2013-09-21
A. Martins Ribeiro - Terras de Valdevez
21 DE SETEMBRO
Faz hoje 57 anos, já eu me encontrava em Arcos de Valdevez a trabalhar, que recebi uma convocação para me apresentar no quartel de Tancos a fim de tomar parte numas manobras militares de rotina que todos os anos se realizavam no campo de Santa Margarida.
Lá compareci, como não podia deixar de ser, com outros companheiros do meu tempo de tropa. Logo então formamos grupos de seis, quantos cabiam numa de diversas e belas tendas de campanha, forradas interiormente com tecido de escumilha e equipadas com pequenas e articuladas camas individuais e respectivos armários para guardar as nossas coisas. Como pouco tínhamos que fazer íamos matando o tempo com conversas brejeiras ou com atitudes extravagantes e bizarras.
Tempos esses de saudade porque não voltam mais e também tempos sãos de camaradagem e de franca amizade. Cada um manifestava os seus dotes e habilidades pessoais: um desenhava muito bem e logo espalhou pelo interior da tenda diversas imagens de mulheres em poses deveras sugestivas e de belo efeito; outro contava anedotas e chistes de tal maneira que passávamos horas a fio rindo de forma destemperada; mais aquele narrava histórias e peripécias que nos deixavam admirados; ainda um outro tocava deliciosas melodias numa guitarra, que nos tornavam calmos e sonhadores; a mim, e como logo todos me perceberam o jeito para a poesia, coube-me fazer versos.
Namorava eu, nessa altura, com uma rapariga aqui dos Arcos, felizmente ainda viva, mas como nesse tempo os namoros eram muito diferentes dos de hoje, usavam-se muito as chamadas cartas de amor. Recebendo-as eu á hora da distribuição do correio logo os meus camaradas se aperceberam da frieza e pouca retribuição á paixão que eu declarava inflamada e eterna. Então um deles, o Gomes, rapaz baixinho, patusco e espirituoso, garantiu-me com fingida seriedade e marcada convicção que a minha adorada correspondente sentia por mim um verdadeiro afecto, só não o manifestando por timidez e prudência.
-Feitio e truques de mulher! Entendes? E eu digo-te: tens casamento certo, mas para que tal suceda terás de escrever um soneto e pregá-lo aqui na tela da barraca.

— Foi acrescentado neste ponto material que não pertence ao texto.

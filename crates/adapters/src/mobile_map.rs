//! Mobile coverage from a carrier map service
//!
//! The carrier publishes one coverage layer per technology. Layers are tried
//! in preference order and the first one that answers decides the verdict,
//! whatever that verdict is. Only when every layer fails at the transport
//! level does the adapter report an error.

use async_trait::async_trait;
use coverage_types::{
	AdapterError, AdapterResult, Coordinates, CoverageAdapter, MobileMapConfig,
	ProviderDescriptor, ProviderResult, Technology,
};
use serde::{Deserialize, Serialize};
use std::fmt;
use std::sync::Arc;
use tracing::{debug, warn};

/// Answer from one coverage layer
#[derive(Debug, Clone, PartialEq, Serialize, Deserialize)]
#[serde(rename_all = "camelCase")]
pub struct SignalReading {
	/// Explicit verdict from the upstream, when it gives one
	#[serde(default)]
	pub covered: Option<bool>,
	/// 0-100
	pub signal_strength: u8,
	#[serde(default)]
	pub packages: Vec<String>,
	#[serde(default)]
	pub message: Option<String>,
}

impl SignalReading {
	pub fn new(signal_strength: u8) -> Self {
		Self {
			covered: None,
			signal_strength,
			packages: Vec::new(),
			message: None,
		}
	}

	/// Upstream says there is no service here
	pub fn no_service() -> Self {
		Self {
			covered: Some(false),
			..Self::new(0)
		}
	}
}

/// Coarse signal rating shown alongside mobile results
#[derive(Debug, Clone, Copy, PartialEq, Eq, PartialOrd, Ord, Serialize, Deserialize)]
pub enum SignalQuality {
	NoSignal,
	Poor,
	Fair,
	Good,
	Excellent,
}

impl SignalQuality {
	pub fn from_strength(strength: u8) -> Self {
		match strength {
			80.. => SignalQuality::Excellent,
			60..=79 => SignalQuality::Good,
			40..=59 => SignalQuality::Fair,
			20..=39 => SignalQuality::Poor,
			_ => SignalQuality::NoSignal,
		}
	}
}

impl fmt::Display for SignalQuality {
	fn fmt(&self, f: &mut fmt::Formatter<'_>) -> fmt::Result {
		let label = match self {
			SignalQuality::NoSignal => "No Signal",
			SignalQuality::Poor => "Poor",
			SignalQuality::Fair => "Fair",
			SignalQuality::Good => "Good",
			SignalQuality::Excellent => "Excellent",
		};
		f.write_str(label)
	}
}

/// Query one technology layer of a carrier coverage map
#[cfg_attr(test, mockall::automock)]
#[async_trait]
pub trait MapLookup: Send + Sync {
	async fn lookup(
		&self,
		coordinates: Coordinates,
		technology: Technology,
	) -> AdapterResult<SignalReading>;
}

pub struct MobileMapAdapter {
	descriptor: ProviderDescriptor,
	lookup: Arc<dyn MapLookup>,
	variants: Vec<Technology>,
	signal_threshold: u8,
	default_packages: Vec<String>,
}

impl fmt::Debug for MobileMapAdapter {
	fn fmt(&self, f: &mut fmt::Formatter<'_>) -> fmt::Result {
		f.debug_struct("MobileMapAdapter")
			.field("descriptor", &self.descriptor)
			.field("variants", &self.variants)
			.field("signal_threshold", &self.signal_threshold)
			.finish()
	}
}

impl MobileMapAdapter {
	pub fn new(
		name: impl Into<String>,
		priority: u8,
		config: &MobileMapConfig,
		lookup: Arc<dyn MapLookup>,
	) -> Self {
		Self {
			descriptor: ProviderDescriptor::new(name, config.variants.iter().copied(), priority),
			lookup,
			variants: config.variants.clone(),
			signal_threshold: config.signal_threshold,
			default_packages: config.default_packages.clone(),
		}
	}

	pub fn variants(&self) -> &[Technology] {
		&self.variants
	}

	/// Turn one layer's answer into a result
	///
	/// Only an explicit negative verdict from the upstream means no service.
	/// A signal below the threshold halves confidence but never flips the
	/// verdict on its own.
	fn interpret(&self, technology: Technology, reading: SignalReading) -> ProviderResult {
		let name = self.descriptor.name.as_str();
		let strength = reading.signal_strength.min(100);
		let quality = SignalQuality::from_strength(strength);
		if reading.covered == Some(false) {
			let note = reading
				.message
				.unwrap_or_else(|| format!("No {} service (signal {}, {})", technology, strength, quality));
			return ProviderResult::not_covered(name, [technology], note);
		}

		let (confidence, note) = if strength >= self.signal_threshold {
			(strength, format!("{} signal {} ({})", technology, strength, quality))
		} else {
			(
				strength / 2,
				format!(
					"Weak {} signal {} ({}), below threshold {}",
					technology, strength, quality, self.signal_threshold
				),
			)
		};

		let packages = if reading.packages.is_empty() {
			self.default_packages.clone()
		} else {
			reading.packages
		};

		ProviderResult::covered(name, [technology], confidence)
			.with_packages(packages)
			.with_note(note)
	}
}

#[async_trait]
impl CoverageAdapter for MobileMapAdapter {
	fn descriptor(&self) -> &ProviderDescriptor {
		&self.descriptor
	}

	async fn check_coverage(&self, coordinates: Coordinates) -> AdapterResult<ProviderResult> {
		let mut attempts = Vec::with_capacity(self.variants.len());

		for technology in &self.variants {
			match self.lookup.lookup(coordinates, *technology).await {
				Ok(reading) => {
					debug!(
						"{} {} layer answered with signal {}",
						self.descriptor.name, technology, reading.signal_strength
					);
					return Ok(self.interpret(*technology, reading));
				},
				Err(e) if e.is_transport() => {
					warn!(
						"{} {} layer unreachable, trying next variant: {}",
						self.descriptor.name, technology, e
					);
					attempts.push(format!("{}: {}", technology, e));
				},
				Err(e) => return Err(e),
			}
		}

		Err(AdapterError::VariantsExhausted { attempts })
	}
}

Ora vamos lá!
Claro que foi mesmo e era assim:
Vinte e um, Setembro, onde cheguei, penoso,
A forçadas manobras militares;
Um dia morno, escuro e doloroso;
Que fizeste p'ra sempre me lembrares?
Ou que fiz eu? Que facto me acontece?
Sinto a dúvida insana e cruciante
D'um amor que procuro, como em prece,
Sem ser correspondido um só instante.
E eis, súbito, no meu anelo incerto
Alguém como profeta me assegura:
O amor dela, crê, p'ra ti é certo;
Mas um soneto escreve que te acorde
sempre, mesmo p'ra além da sepultura,
De cinquenta e seis o vinte e um do nove!
Era evidente que tudo isso fazia parte das nossas travessuras e servia para o escorrichar do tempo com boa disposição. Mas o convicto adivinho não esperou pela demora pois logo eu, com semblante de censura, lhe respondi, advertindo-o:
Veremos se se cumpre a profecia,
Ó caro amigo e sibilino Gomes:
Lembra também que chegará o dia
Em que hei-de chamar-te os mais feios nomes.
Se nada disso acontecer, garanto
Que de psicologia nada sabes
E não serás tão grande como um santo
P'ra eu acreditar que são milagres!
Vais assinar este papel que escrevo:
Se der certo, terás a recompensa;
O convite p'rás bodas eu te entrego.
Mas se um dia p'ra mim ler esta sina
E falsa tenha sido tua sentença,
Juro-te eu que hei-de usá-lo na sentina!
Não me recordo se o Gomes assinou os versos ou não. O que afirmo é que a profecia nunca se cumpriu.
De facto, era uma mocidade estouvada que vivia alegremente todos os pedaços de vida.
Faz também agora anos que eu passei por Santa Margarida e me foi permitido rever o campo militar como visitante civil. Encontrei algumas modificações, é verdade, mas o essencial era ainda o mesmo.